ERS is activated in the mouse model of D-GalN/LPS-induced ALF. Inhibition of ERS may be protective against liver injury and the mechanism of action may involve reductions in inflammatory and apoptotic factors and/or signaling. Therefore, inhibiting ERS may represent a novel therapeutic approach for treating ALF.
利用D-半乳糖胺/脂多糖(D-GalN/LPS)诱导的急性肝衰竭(ALF)小鼠模型,研究内质网应激(ERS)在急性肝衰竭中的作用。

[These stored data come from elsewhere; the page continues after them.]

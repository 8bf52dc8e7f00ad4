//! Static role catalog with inheritance
//!
//! Roles form a directed graph through `inherits_from`. The graph is checked
//! and flattened once, when the catalog is built: duplicate ids, references
//! to unknown roles and cycles are rejected, and every role's effective
//! permission set is precomputed.

use std::collections::{BTreeMap, BTreeSet, HashMap};

use serde::{Deserialize, Serialize};
use thiserror::Error;
use tracing::{debug, error};

use super::matcher::matches_permission;

/// A role as declared in configuration.
#[derive(Debug, Clone, PartialEq, Eq, Serialize, Deserialize)]
pub struct RoleDefinition {
    pub id: String,
    #[serde(default, skip_serializing_if = "Option::is_none")]
    pub name: Option<String>,
    /// Higher is more privileged.
    pub level: u32,
    #[serde(default)]
    pub permissions: Vec<String>,
    #[serde(default, alias = "inheritsFrom")]
    pub inherits_from: Vec<String>,
}

impl RoleDefinition {
    pub fn new(id: impl Into<String>, level: u32) -> Self {
        Self {
            id: id.into(),
            name: None,
            level,
            permissions: Vec::new(),
            inherits_from: Vec::new(),
        }
    }

    #[must_use]
    pub fn named(mut self, name: impl Into<String>) -> Self {
        self.name = Some(name.into());
        self
    }

    #[must_use]
    pub fn permissions(mut self, permissions: &[&str]) -> Self {
        self.permissions = permissions.iter().map(|p| (*p).to_string()).collect();
        self
    }

    #[must_use]
    pub fn inherits(mut self, parents: &[&str]) -> Self {
        self.inherits_from = parents.iter().map(|p| (*p).to_string()).collect();
        self
    }
}

#[derive(Debug, Clone, PartialEq, Eq, Error)]
pub enum RoleCatalogError {
    #[error("role {0} is defined more than once")]
    DuplicateRole(String),

    #[error("role {role} inherits from unknown role {parent}")]
    UnknownParent { role: String, parent: String },

    #[error("role inheritance cycle: {}", .0.join(" -> "))]
    Cycle(Vec<String>),

    #[error("invalid role catalog: {0}")]
    Parse(String),
}

#[derive(Debug, Clone, Default)]
pub struct RoleCatalog {
    roles: BTreeMap<String, RoleDefinition>,
    effective: BTreeMap<String, BTreeSet<String>>,
}

impl RoleCatalog {
    /// Build a catalog, validating the inheritance graph.
    ///
    /// # Errors
    /// Returns [`RoleCatalogError`] on duplicate ids, unknown parents or
    /// inheritance cycles.
    pub fn new(
        definitions: impl IntoIterator<Item = RoleDefinition>,
    ) -> Result<Self, RoleCatalogError> {
        let mut roles = BTreeMap::new();
        for definition in definitions {
            if roles.contains_key(&definition.id) {
                return Err(RoleCatalogError::DuplicateRole(definition.id));
            }
            roles.insert(definition.id.clone(), definition);
        }

        for role in roles.values() {
            if let Some(parent) = role.inherits_from.iter().find(|p| !roles.contains_key(*p)) {
                return Err(RoleCatalogError::UnknownParent {
                    role: role.id.clone(),
                    parent: parent.clone(),
                });
            }
        }

        let effective = resolve(&roles)?;
        debug!(roles = roles.len(), "role catalog resolved");
        Ok(Self { roles, effective })
    }

    /// Parse a JSON array of role definitions.
    ///
    /// # Errors
    /// Returns `RoleCatalogError::Parse` for invalid JSON, otherwise the
    /// errors of [`RoleCatalog::new`].
    pub fn from_json(json: &str) -> Result<Self, RoleCatalogError> {
        let definitions: Vec<RoleDefinition> =
            serde_json::from_str(json).map_err(|e| RoleCatalogError::Parse(e.to_string()))?;
        Self::new(definitions)
    }

    /// The built-in hierarchy: `super_admin`, and
    /// `admin -> manager -> user -> guest`.
    #[must_use]
    pub fn builtin() -> Self {
        Self::new(builtin_roles()).unwrap_or_else(|err| {
            error!(error = %err, "built-in role catalog failed to resolve");
            Self::default()
        })
    }

    /// Own plus inherited permissions of `role_id`. Unknown roles have none.
    #[must_use]
    pub fn get_role_permissions(&self, role_id: &str) -> BTreeSet<String> {
        self.effective.get(role_id).cloned().unwrap_or_default()
    }

    /// Union of the effective permissions of every listed role.
    pub fn permissions_for_roles<S: AsRef<str>>(&self, roles: &[S]) -> BTreeSet<String> {
        roles
            .iter()
            .filter_map(|role| self.effective.get(role.as_ref()))
            .flat_map(|permissions| permissions.iter().cloned())
            .collect()
    }

    /// Whether any of `roles` grants `required`, wildcards included.
    pub fn roles_grant<S: AsRef<str>>(&self, roles: &[S], required: &str) -> bool {
        roles
            .iter()
            .filter_map(|role| self.effective.get(role.as_ref()))
            .flatten()
            .any(|permission| matches_permission(permission, required))
    }

    #[must_use]
    pub fn role(&self, role_id: &str) -> Option<&RoleDefinition> {
        self.roles.get(role_id)
    }

    #[must_use]
    pub fn level(&self, role_id: &str) -> Option<u32> {
        self.roles.get(role_id).map(|role| role.level)
    }

    /// Whether `role_id` is at least as privileged as `minimum`. Unknown
    /// roles on either side compare as `false`.
    #[must_use]
    pub fn is_at_least(&self, role_id: &str, minimum: &str) -> bool {
        match (self.level(role_id), self.level(minimum)) {
            (Some(level), Some(required)) => level >= required,
            _ => false,
        }
    }

    pub fn role_ids(&self) -> impl Iterator<Item = &str> {
        self.roles.keys().map(String::as_str)
    }

    #[must_use]
    pub fn len(&self) -> usize {
        self.roles.len()
    }

    #[must_use]
    pub fn is_empty(&self) -> bool {
        self.roles.is_empty()
    }
}

#[derive(Clone, Copy)]
enum Mark {
    Visiting,
    Done,
}

fn resolve(
    roles: &BTreeMap<String, RoleDefinition>,
) -> Result<BTreeMap<String, BTreeSet<String>>, RoleCatalogError> {
    let mut marks = HashMap::new();
    let mut effective = BTreeMap::new();
    let mut path = Vec::new();
    for id in roles.keys() {
        visit(id, roles, &mut marks, &mut effective, &mut path)?;
    }
    Ok(effective)
}

/// Depth-first post-order walk; parents are resolved before children.
fn visit<'a>(
    id: &'a str,
    roles: &'a BTreeMap<String, RoleDefinition>,
    marks: &mut HashMap<&'a str, Mark>,
    effective: &mut BTreeMap<String, BTreeSet<String>>,
    path: &mut Vec<&'a str>,
) -> Result<(), RoleCatalogError> {
    match marks.get(id) {
        Some(Mark::Done) => return Ok(()),
        Some(Mark::Visiting) => {
            let start = path.iter().position(|step| *step == id).unwrap_or(0);
            let mut cycle: Vec<String> = path[start..].iter().map(|s| (*s).to_string()).collect();
            cycle.push(id.to_string());
            return Err(RoleCatalogError::Cycle(cycle));
        }
        None => {}
    }

    let Some(role) = roles.get(id) else {
        return Ok(());
    };

    marks.insert(id, Mark::Visiting);
    path.push(id);

    let mut permissions: BTreeSet<String> = role.permissions.iter().cloned().collect();
    for parent in &role.inherits_from {
        visit(parent, roles, marks, effective, path)?;
        if let Some(inherited) = effective.get(parent) {
            permissions.extend(inherited.iter().cloned());
        }
    }

    path.pop();
    marks.insert(id, Mark::Done);
    effective.insert(id.to_string(), permissions);
    Ok(())
}

fn builtin_roles() -> Vec<RoleDefinition> {
    vec![
        RoleDefinition::new("super_admin", 100).named("Super Administrator").permissions(&["*"]),
        RoleDefinition::new("admin", 80)
            .named("Administrator")
            .permissions(&["users:*", "roles:*", "settings:*", "audit:read", "tenants:read"])
            .inherits(&["manager"]),
        RoleDefinition::new("manager", 50)
            .named("Manager")
            .permissions(&["users:read", "users:update", "teams:*", "reports:*"])
            .inherits(&["user"]),
        RoleDefinition::new("user", 10)
            .named("User")
            .permissions(&["profile:read", "profile:update", "sessions:read", "sessions:revoke"])
            .inherits(&["guest"]),
        RoleDefinition::new("guest", 0).named("Guest").permissions(&["public:read"]),
    ]
}

#[cfg(test)]
mod tests {
    use super::*;

    #[test]
    fn admin_inherits_transitively() {
        let catalog = RoleCatalog::builtin();
        assert_eq!(catalog.len(), 5);

        let admin = catalog.get_role_permissions("admin");
        for lower in ["manager", "user", "guest"] {
            let inherited = catalog.get_role_permissions(lower);
            assert!(!inherited.is_empty());
            assert!(inherited.is_subset(&admin), "admin is missing permissions of {lower}");
        }
        assert!(admin.contains("users:*"));
        assert!(admin.contains("public:read"));
    }

    #[test]
    fn shared_ancestors_are_counted_once() {
        let catalog = RoleCatalog::new([
            RoleDefinition::new("base", 0).permissions(&["a:read"]),
            RoleDefinition::new("left", 1).permissions(&["b:read"]).inherits(&["base"]),
            RoleDefinition::new("right", 1).permissions(&["a:read"]).inherits(&["base"]),
            RoleDefinition::new("top", 2).inherits(&["left", "right"]),
        ])
        .unwrap();
        let top = catalog.get_role_permissions("top");
        assert_eq!(top.into_iter().collect::<Vec<_>>(), vec!["a:read", "b:read"]);
    }

    #[test]
    fn unknown_role_has_no_permissions() {
        assert!(RoleCatalog::builtin().get_role_permissions("nobody").is_empty());
    }

    #[test]
    fn rejects_cycles() {
        let result = RoleCatalog::new([
            RoleDefinition::new("a", 1).inherits(&["b"]),
            RoleDefinition::new("b", 1).inherits(&["c"]),
            RoleDefinition::new("c", 1).inherits(&["a"]),
        ]);
        match result {
            Err(RoleCatalogError::Cycle(path)) => {
                assert_eq!(path.first(), path.last());
                assert_eq!(path.len(), 4);
            }
            other => panic!("expected cycle, got {other:?}"),
        }

        let self_loop = RoleCatalog::new([RoleDefinition::new("a", 1).inherits(&["a"])]);
        assert_eq!(
            self_loop.unwrap_err(),
            RoleCatalogError::Cycle(vec!["a".to_string(), "a".to_string()])
        );
    }

    #[test]
    fn rejects_unknown_parents_and_duplicates() {
        assert_eq!(
            RoleCatalog::new([RoleDefinition::new("a", 1).inherits(&["ghost"])]).unwrap_err(),
            RoleCatalogError::UnknownParent { role: "a".into(), parent: "ghost".into() }
        );
        assert_eq!(
            RoleCatalog::new([RoleDefinition::new("a", 1), RoleDefinition::new("a", 2)])
                .unwrap_err(),
            RoleCatalogError::DuplicateRole("a".into())
        );
    }

    #[test]
    fn roles_grant_uses_wildcards() {
        let catalog = RoleCatalog::builtin();
        assert!(catalog.roles_grant(&["admin"], "users:delete"));
        assert!(catalog.roles_grant(&["super_admin"], "billing:refund"));
        assert!(!catalog.roles_grant(&["guest"], "users:read"));
        assert!(catalog.roles_grant(&["guest", "user"], "sessions:revoke"));
        assert!(!catalog.roles_grant::<&str>(&[], "public:read"));
    }

    #[test]
    fn levels() {
        let catalog = RoleCatalog::builtin();
        assert!(catalog.is_at_least("admin", "manager"));
        assert!(!catalog.is_at_least("user", "manager"));
        assert!(!catalog.is_at_least("ghost", "guest"));
        assert_eq!(catalog.level("super_admin"), Some(100));
    }

    #[test]
    fn parses_json_definitions() {
        let catalog = RoleCatalog::from_json(
            r#"[
                {"id": "viewer", "level": 1, "permissions": ["docs:read"]},
                {
                    "id": "editor",
                    "level": 2,
                    "permissions": ["docs:write"],
                    "inheritsFrom": ["viewer"]
                }
            ]"#,
        )
        .unwrap();
        assert!(catalog.get_role_permissions("editor").contains("docs:read"));
        assert!(matches!(RoleCatalog::from_json("{"), Err(RoleCatalogError::Parse(_))));
    }
}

通过对6只C57BL/6小鼠腹腔注射D-Ga1N(700mg/kg)和LPS(10μg/kg)建立ALF模型。3只建模小鼠在ALF发病前6小时还腹腔注射4-苯基丁酸盐(4-PBA;100mg/kg),作为干预组。未建模小鼠作为对照组。通过蛋白质免疫印迹法和定量逆转录聚合酶链反应(qRT-PCR)分析所有小鼠肝脏组织中ERS相关蛋白的表达水平。通过检测血清中丙氨酸转氨酶(ALT)和天冬氨酸转氨酶(AST)水平评估肝功能。通过苏木精-伊红染色和组织学分析评估肝组织损伤程度。qRT-PCR还用于检测炎症相关基因表达的差异,蛋白质免疫印迹法也用于检测凋亡相关蛋白Caspase-3表达的差异。通过TUNEL检测评估肝组织凋亡程度。
ERS标志物葡萄糖调节蛋白78(GRP78)和葡萄糖调节蛋白94(GRP94)在基因和蛋白水平上的表达均随ALF进展而增加。参与未折叠蛋白反应的ERS效应蛋白X盒结合蛋白1(XBP-1)、活化转录因子6(ATF-6)和肌醇需求酶1α(IRE 1α)在ALF早期被激活,而ERS诱导的凋亡调节因子Caspase-12和C/EBP同源蛋白(CHOP)在ALF晚期被激活。4-PBA干预抑制ERS可保护肝组织和肝功能免受损伤,血清ALT和AST水平显著降低以及组织学改变程度明显减轻证明了这一点。此外,抑制ERS可抑制促炎细胞因子肿瘤坏死因子α(TNFα)、白细胞介素6(IL-6)和白细胞介素1β(IL-1β)的表达,并减少肝细胞凋亡程度。
在D-GalN/LPS诱导的ALF小鼠模型中ERS被激活。抑制ERS可能对肝损伤具有保护作用,其作用机制可能涉及减少炎症和凋亡因子及/或信号传导。因此,抑制ERS可能代表一种治疗ALF的新方法。